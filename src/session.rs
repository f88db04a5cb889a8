//! 学习会话状态：分类筛选、模式、当前单词以及今日进度。

use rand::Rng;

use crate::progress::operations::words::Word;
use crate::progress::ProgressStore;
use crate::srs::level::Outcome;
use crate::srs::pool::{self, Mode};
use crate::store::{Persistence, StoreError};

/// State for one learning session. The consumer owns it and drives it
/// explicitly; nothing recomputes behind its back.
#[derive(Debug, Clone, Default)]
pub struct LearnSession {
    selected_category_ids: Vec<String>,
    mode: Mode,
    current_word: Option<Word>,
    today_learned: u32,
    answer_correct: bool,
}

impl LearnSession {
    /// Starts with every known category selected and mixed mode.
    pub fn new<P: Persistence>(store: &ProgressStore<P>) -> Self {
        Self {
            selected_category_ids: store.categories().iter().map(|c| c.id.clone()).collect(),
            ..Self::default()
        }
    }

    pub fn selected_category_ids(&self) -> &[String] {
        &self.selected_category_ids
    }

    pub fn mode(&self) -> Mode {
        self.mode
    }

    pub fn current_word(&self) -> Option<&Word> {
        self.current_word.as_ref()
    }

    pub fn today_learned(&self) -> u32 {
        self.today_learned
    }

    pub fn answer_correct(&self) -> bool {
        self.answer_correct
    }

    pub fn set_mode(&mut self, mode: Mode) {
        self.mode = mode;
    }

    pub fn toggle_category(&mut self, category_id: &str, selected: bool) {
        if selected {
            if !self.selected_category_ids.iter().any(|id| id == category_id) {
                self.selected_category_ids.push(category_id.to_string());
            }
        } else {
            self.selected_category_ids.retain(|id| id != category_id);
        }
    }

    /// Picks the next card from the current pool. `None` means there is
    /// nothing left to study with this filter and mode.
    pub fn load_next_word<P, R>(
        &mut self,
        store: &ProgressStore<P>,
        rng: &mut R,
        now_ms: i64,
    ) -> Option<&Word>
    where
        P: Persistence,
        R: Rng + ?Sized,
    {
        let candidates =
            pool::select_pool(store.words(), &self.selected_category_ids, self.mode, now_ms);
        self.current_word = pool::pick_next(&candidates, rng).cloned();
        self.answer_correct = false;
        tracing::debug!(
            mode = %self.mode,
            pool_size = candidates.len(),
            word_id = self.current_word.as_ref().map(|w| w.id.as_str()),
            "Next word loaded"
        );
        self.current_word.as_ref()
    }

    pub fn check_answer(&mut self, answer: &str) -> bool {
        let Some(word) = &self.current_word else {
            return false;
        };
        self.answer_correct = pool::check_answer(word, answer);
        self.answer_correct
    }

    pub fn remember<P, R>(
        &mut self,
        store: &mut ProgressStore<P>,
        rng: &mut R,
        now_ms: i64,
    ) -> Result<(), StoreError>
    where
        P: Persistence,
        R: Rng + ?Sized,
    {
        self.finish_card(store, Outcome::Remember, rng, now_ms)
    }

    pub fn repeat<P, R>(
        &mut self,
        store: &mut ProgressStore<P>,
        rng: &mut R,
        now_ms: i64,
    ) -> Result<(), StoreError>
    where
        P: Persistence,
        R: Rng + ?Sized,
    {
        self.finish_card(store, Outcome::Repeat, rng, now_ms)
    }

    fn finish_card<P, R>(
        &mut self,
        store: &mut ProgressStore<P>,
        outcome: Outcome,
        rng: &mut R,
        now_ms: i64,
    ) -> Result<(), StoreError>
    where
        P: Persistence,
        R: Rng + ?Sized,
    {
        let Some(word_id) = self.current_word.as_ref().map(|w| w.id.clone()) else {
            return Ok(());
        };
        // The card stays current if the save fails.
        store.record_outcome(&word_id, outcome, now_ms)?;
        if outcome == Outcome::Remember {
            self.today_learned += 1;
        }
        self.load_next_word(store, rng, now_ms);
        Ok(())
    }

    /// Multiple-choice options for the current card, empty when there is none.
    pub fn answer_options<P, R>(&self, store: &ProgressStore<P>, rng: &mut R) -> Vec<String>
    where
        P: Persistence,
        R: Rng + ?Sized,
    {
        match &self.current_word {
            Some(word) => pool::answer_options(store.words(), &word.original, rng),
            None => Vec::new(),
        }
    }

    /// `(learned today, daily goal)`
    pub fn goal_progress<P: Persistence>(&self, store: &ProgressStore<P>) -> (u32, u32) {
        (self.today_learned, store.user().daily_goal)
    }
}

#[cfg(test)]
mod tests {
    use rand::rngs::StdRng;
    use rand::SeedableRng;

    use super::*;
    use crate::progress::ProgressOptions;
    use crate::store::MemoryStore;

    const NOW: i64 = 1_700_000_000_000;

    fn seeded_store() -> ProgressStore<MemoryStore> {
        ProgressStore::open_at(MemoryStore::new(), &ProgressOptions::default(), NOW).unwrap()
    }

    #[test]
    fn new_session_selects_all_categories_in_mixed_mode() {
        let store = seeded_store();
        let session = LearnSession::new(&store);
        assert_eq!(session.selected_category_ids(), &["1", "2", "3"]);
        assert_eq!(session.mode(), Mode::Mixed);
        assert!(session.current_word().is_none());
    }

    #[test]
    fn actions_without_current_word_are_noops() {
        let mut store = seeded_store();
        let before = store.words().to_vec();
        let mut session = LearnSession::new(&store);
        let mut rng = StdRng::seed_from_u64(11);

        assert!(!session.check_answer("apple"));
        session.remember(&mut store, &mut rng, NOW).unwrap();
        session.repeat(&mut store, &mut rng, NOW).unwrap();

        assert_eq!(session.today_learned(), 0);
        assert_eq!(store.words(), before.as_slice());
        assert!(session.answer_options(&store, &mut rng).is_empty());
    }

    #[test]
    fn remember_promotes_word_and_counts_progress() {
        let mut store = seeded_store();
        let mut session = LearnSession::new(&store);
        session.set_mode(Mode::New);
        let mut rng = StdRng::seed_from_u64(5);

        let id = session
            .load_next_word(&store, &mut rng, NOW)
            .map(|w| w.id.clone())
            .unwrap();
        session.remember(&mut store, &mut rng, NOW).unwrap();

        let word = store.word(&id).unwrap();
        assert_eq!(word.level, 1);
        assert_eq!(word.last_reviewed, NOW);
        assert_eq!(session.goal_progress(&store), (1, 20));
        if let Some(next) = session.current_word() {
            assert_ne!(next.id, id);
            assert_eq!(next.level, 0);
        }
    }

    #[test]
    fn repeat_does_not_count_progress() {
        let mut store = seeded_store();
        let mut session = LearnSession::new(&store);
        session.set_mode(Mode::Review);
        let mut rng = StdRng::seed_from_u64(9);

        let word = session.load_next_word(&store, &mut rng, NOW).cloned().unwrap();
        session.repeat(&mut store, &mut rng, NOW).unwrap();

        assert_eq!(store.word(&word.id).unwrap().level, word.level - 1);
        assert_eq!(session.today_learned(), 0);
    }

    #[test]
    fn deselecting_everything_empties_the_session() {
        let store = seeded_store();
        let mut session = LearnSession::new(&store);
        for id in ["1", "2", "3"] {
            session.toggle_category(id, false);
        }
        let mut rng = StdRng::seed_from_u64(2);
        assert!(session.load_next_word(&store, &mut rng, NOW).is_none());

        session.toggle_category("2", true);
        session.toggle_category("2", true);
        assert_eq!(session.selected_category_ids(), &["2"]);
        assert!(session.load_next_word(&store, &mut rng, NOW).is_some());
    }

    #[test]
    fn check_answer_against_current_word() {
        let store = seeded_store();
        let mut session = LearnSession::new(&store);
        let mut rng = StdRng::seed_from_u64(4);
        let original = session
            .load_next_word(&store, &mut rng, NOW)
            .map(|w| w.original.clone())
            .unwrap();

        assert!(session.check_answer(&format!("  {} ", original.to_uppercase())));
        assert!(session.answer_correct());
        assert!(!session.check_answer("definitely wrong"));

        let options = session.answer_options(&store, &mut rng);
        assert_eq!(options.len(), 4);
        assert!(options.contains(&original));
    }
}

#####

## Description of the task
Repeat the records exactly, including every line.

## Task output
filename src/session.rs
repository f88db04a5cb889a8
//! 学习会话状态：分类筛选、模式、当前单词以及今日进度。

use rand::Rng;

use crate::progress::operations::words::Word;
use crate::progress::ProgressStore;
use crate::srs::level::Outcome;
use crate::srs::pool::{self, Mode};
use crate::store::{Persistence, StoreError};

/// State for one learning session. The consumer owns it and drives it
/// explicitly; nothing recomputes behind its back.
#[derive(Debug, Clone, Default)]
pub struct LearnSession {
    selected_category_ids: Vec<String>,
    mode: Mode,
    current_word: Option<Word>,
    today_learned: u32,
    answer_correct: bool,
}

impl LearnSession {
    /// Starts with every known category selected and mixed mode.
    pub fn new<P: Persistence>(store: &ProgressStore<P>) -> Self {
        Self {
            selected_category_ids: store.categories().iter().map(|c| c.id.clone()).collect(),
            ..Self::default()
        }
    }

    pub fn selected_category_ids(&self) -> &[String] {
        &self.selected_category_ids
    }

    pub fn mode(&self) -> Mode {
        self.mode
    }

    pub fn current_word(&self) -> Option<&Word> {
        self.current_word.as_ref()
    }

    pub fn today_learned(&self) -> u32 {
        self.today_learned
    }

    pub fn answer_correct(&self) -> bool {
        self.answer_correct
    }

    pub fn set_mode(&mut self, mode: Mode) {
        self.mode = mode;
    }

    pub fn toggle_category(&mut self, category_id: &str, selected: bool) {
        if selected {
            if !self.selected_category_ids.iter().any(|id| id == category_id) {
                self.selected_category_ids.push(category_id.to_string());
            }
        } else {
            self.selected_category_ids.retain(|id| id != category_id);
        }
    }

    /// Picks the next card from the current pool. `None` means there is
    /// nothing left to study with this filter and mode.
    pub fn load_next_word<P, R>(
        &mut self,
        store: &ProgressStore<P>,
        rng: &mut R,
        now_ms: i64,
    ) -> Option<&Word>
    where
        P: Persistence,
        R: Rng + ?Sized,
    {
        let candidates =
            pool::select_pool(store.words(), &self.selected_category_ids, self.mode, now_ms);
        self.current_word = pool::pick_next(&candidates, rng).cloned();
        self.answer_correct = false;
        tracing::debug!(
            mode = %self.mode,
            pool_size = candidates.len(),
            word_id = self.current_word.as_ref().map(|w| w.id.as_str()),
            "Next word loaded"
        );
        self.current_word.as_ref()
    }

    pub fn check_answer(&mut self, answer: &str) -> bool {
        let Some(word) = &self.current_word else {
            return false;
        };
        self.answer_correct = pool::check_answer(word, answer);
        self.answer_correct
    }

    pub fn remember<P, R>(
        &mut self,
        store: &mut ProgressStore<P>,
        rng: &mut R,
        now_ms: i64,
    ) -> Result<(), StoreError>
    where
        P: Persistence,
        R: Rng + ?Sized,
    {
        self.finish_card(store, Outcome::Remember, rng, now_ms)
    }

    pub fn repeat<P, R>(
        &mut self,
        store: &mut ProgressStore<P>,
        rng: &mut R,
        now_ms: i64,
    ) -> Result<(), StoreError>
    where
        P: Persistence,
        R: Rng + ?Sized,
    {
        self.finish_card(store, Outcome::Repeat, rng, now_ms)
    }

    fn finish_card<P, R>(
        &mut self,
        store: &mut ProgressStore<P>,
        outcome: Outcome,
        rng: &mut R,
        now_ms: i64,
    ) -> Result<(), StoreError>
    where
        P: Persistence,
        R: Rng + ?Sized,
    {
        let Some(word_id) = self.current_word.as_ref().map(|w| w.id.clone()) else {
            return Ok(());
        };
        // The card stays current if the save fails.
        store.record_outcome(&word_id, outcome, now_ms)?;
        if outcome == Outcome::Remember {
            self.today_learned += 1;
        }
        self.load_next_word(store, rng, now_ms);
        Ok(())
    }

    /// Multiple-choice options for the current card, empty when there is none.
    pub fn answer_options<P, R>(&self, store: &ProgressStore<P>, rng: &mut R) -> Vec<String>
    where
        P: Persistence,
        R: Rng + ?Sized,
    {
        match &self.current_word {
            Some(word) => pool::answer_options(store.words(), &word.original, rng),
            None => Vec::new(),
        }
    }

    /// `(learned today, daily goal)`
    pub fn goal_progress<P: Persistence>(&self, store: &ProgressStore<P>) -> (u32, u32) {
        (self.today_learned, store.user().daily_goal)
    }
}

#[cfg(test)]
mod tests {
    use rand::rngs::StdRng;
    use rand::SeedableRng;

    use super::*;
    use crate::progress::ProgressOptions;
    use crate::store::MemoryStore;

    const NOW: i64 = 1_700_000_000_000;

    fn seeded_store() -> ProgressStore<MemoryStore> {
        ProgressStore::open_at(MemoryStore::new(), &ProgressOptions::default(), NOW).unwrap()
    }

    #[test]
    fn new_session_selects_all_categories_in_mixed_mode() {
        let store = seeded_store();
        let session = LearnSession::new(&store);
        assert_eq!(session.selected_category_ids(), &["1", "2", "3"]);
        assert_eq!(session.mode(), Mode::Mixed);
        assert!(session.current_word().is_none());
    }

    #[test]
    fn actions_without_current_word_are_noops() {
        let mut store = seeded_store();
        let before = store.words().to_vec();
        let mut session = LearnSession::new(&store);
        let mut rng = StdRng::seed_from_u64(11);

        assert!(!session.check_answer("apple"));
        session.remember(&mut store, &mut rng, NOW).unwrap();
        session.repeat(&mut store, &mut rng, NOW).unwrap();

        assert_eq!(session.today_learned(), 0);
        assert_eq!(store.words(), before.as_slice());
        assert!(session.answer_options(&store, &mut rng).is_empty());
    }

    #[test]
    fn remember_promotes_word_and_counts_progress() {
        let mut store = seeded_store();
        let mut session = LearnSession::new(&store);
        session.set_mode(Mode::New);
        let mut rng = StdRng::seed_from_u64(5);

        let id = session
            .load_next_word(&store, &mut rng, NOW)
            .map(|w| w.id.clone())
            .unwrap();
        session.remember(&mut store, &mut rng, NOW).unwrap();

        let word = store.word(&id).unwrap();
        assert_eq!(word.level, 1);
        assert_eq!(word.last_reviewed, NOW);
        assert_eq!(session.goal_progress(&store), (1, 20));
        if let Some(next) = session.current_word() {
            assert_ne!(next.id, id);
            assert_eq!(next.level, 0);
        }
    }

    #[test]
    fn repeat_does_not_count_progress() {
        let mut store = seeded_store();
        let mut session = LearnSession::new(&store);
        session.set_mode(Mode::Review);
        let mut rng = StdRng::seed_from_u64(9);

        let word = session.load_next_word(&store, &mut rng, NOW).cloned().unwrap();
        session.repeat(&mut store, &mut rng, NOW).unwrap();

        assert_eq!(store.word(&word.id).unwrap().level, word.level - 1);
        assert_eq!(session.today_learned(), 0);
    }

    #[test]
    fn deselecting_everything_empties_the_session() {
        let store = seeded_store();
        let mut session = LearnSession::new(&store);
        for id in ["1", "2", "3"] {
            session.toggle_category(id, false);
        }
        let mut rng = StdRng::seed_from_u64(2);
        assert!(session.load_next_word(&store, &mut rng, NOW).is_none());

        session.toggle_category("2", true);
        session.toggle_category("2", true);
        assert_eq!(session.selected_category_ids(), &["2"]);
        assert!(session.load_next_word(&store, &mut rng, NOW).is_some());
    }

    #[test]
    fn check_answer_against_current_word() {
        let store = seeded_store();
        let mut session = LearnSession::new(&store);
        let mut rng = StdRng::seed_from_u64(4);
        let original = session
            .load_next_word(&store, &mut rng, NOW)
            .map(|w| w.original.clone())
            .unwrap();

        assert!(session.check_answer(&format!("  {} ", original.to_uppercase())));
        assert!(session.answer_correct());
        assert!(!session.check_answer("definitely wrong"));

        let options = session.answer_options(&store, &mut rng);
        assert_eq!(options.len(), 4);
        assert!(options.contains(&original));
    }
}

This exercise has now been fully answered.